- Source data -

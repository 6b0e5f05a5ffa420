//! CRM dashboard - read-only KPI reporting over a CRM database.
//!
//! This crate loads lead and sales-order data from a relational CRM schema,
//! aggregates it into a small set of key performance indicators, and renders
//! them as terminal tiles, charts, and a detail table. The detail report can
//! be exported as a two-sheet XLSX workbook or as CSV.
//!
//! # Architecture
//!
//! Data flows one way through three layers:
//!
//! ```text
//!  Query Catalog ──► Aggregation Pipeline ──► Presentation & Export
//!  (adapter::outbound::sql)  (domain + application)  (adapter::inbound::cli,
//!                                                     adapter::outbound::export)
//! ```
//!
//! # Modules
//!
//! - [`config`] - Configuration loading from TOML and environment variables
//! - [`domain`] - Row types, snapshot, and the aggregation rules
//! - [`port`] - The [`port::outbound::source::CrmSource`] contract
//! - [`application`] - Pipeline, memoization cache, and KPI tile formatting
//! - [`adapter`] - Diesel-backed source, spreadsheet export, and the CLI
//! - [`error`] - Error types for the crate
//!
//! # Features
//!
//! - `sqlite` (default) - SQLite backend via bundled libsqlite3
//! - `postgres` - PostgreSQL backend via libpq
//!
//! # Example
//!
//! ```no_run
//! use std::sync::Arc;
//!
//! use crm_dashboard::adapter::outbound::sql::DieselCrmSource;
//! use crm_dashboard::application::dashboard::Dashboard;
//! use crm_dashboard::config::Config;
//!
//! let config = Config::from_env()?;
//! let source = DieselCrmSource::connect(&config.database)?;
//! let dashboard = Dashboard::new(Arc::new(source), config.dashboard.cache_ttl());
//! if let Some(view) = dashboard.load() {
//!     println!("{} leads", view.snapshot.total_leads);
//! }
//! # Ok::<(), crm_dashboard::error::Error>(())
//! ```

pub mod adapter;
pub mod application;
pub mod config;
pub mod domain;
pub mod error;
pub mod port;

#[cfg(any(test, feature = "testkit"))]
pub mod testkit;

#[cfg(not(any(feature = "sqlite", feature = "postgres")))]
compile_error!("enable at least one database backend feature: `sqlite` or `postgres`");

- Required action -
Exactly as they stand, repeat all the records.

- Expected answer -
repository 6b0e5f05a5ffa420
//! CRM dashboard - read-only KPI reporting over a CRM database.
//!
//! This crate loads lead and sales-order data from a relational CRM schema,
//! aggregates it into a small set of key performance indicators, and renders
//! them as terminal tiles, charts, and a detail table. The detail report can
//! be exported as a two-sheet XLSX workbook or as CSV.
//!
//! # Architecture
//!
//! Data flows one way through three layers:
//!
//! ```text
//!  Query Catalog ──► Aggregation Pipeline ──► Presentation & Export
//!  (adapter::outbound::sql)  (domain + application)  (adapter::inbound::cli,
//!                                                     adapter::outbound::export)
//! ```
//!
//! # Modules
//!
//! - [`config`] - Configuration loading from TOML and environment variables
//! - [`domain`] - Row types, snapshot, and the aggregation rules
//! - [`port`] - The [`port::outbound::source::CrmSource`] contract
//! - [`application`] - Pipeline, memoization cache, and KPI tile formatting
//! - [`adapter`] - Diesel-backed source, spreadsheet export, and the CLI
//! - [`error`] - Error types for the crate
//!
//! # Features
//!
//! - `sqlite` (default) - SQLite backend via bundled libsqlite3
//! - `postgres` - PostgreSQL backend via libpq
//!
//! # Example
//!
//! ```no_run
//! use std::sync::Arc;
//!
//! use crm_dashboard::adapter::outbound::sql::DieselCrmSource;
//! use crm_dashboard::application::dashboard::Dashboard;
//! use crm_dashboard::config::Config;
//!
//! let config = Config::from_env()?;
//! let source = DieselCrmSource::connect(&config.database)?;
//! let dashboard = Dashboard::new(Arc::new(source), config.dashboard.cache_ttl());
//! if let Some(view) = dashboard.load() {
//!     println!("{} leads", view.snapshot.total_leads);
//! }
//! # Ok::<(), crm_dashboard::error::Error>(())
//! ```

pub mod adapter;
pub mod application;
pub mod config;
pub mod domain;
pub mod error;
pub mod port;

#[cfg(any(test, feature = "testkit"))]
pub mod testkit;

#[cfg(not(any(feature = "sqlite", feature = "postgres")))]
compile_error!("enable at least one database backend feature: `sqlite` or `postgres`");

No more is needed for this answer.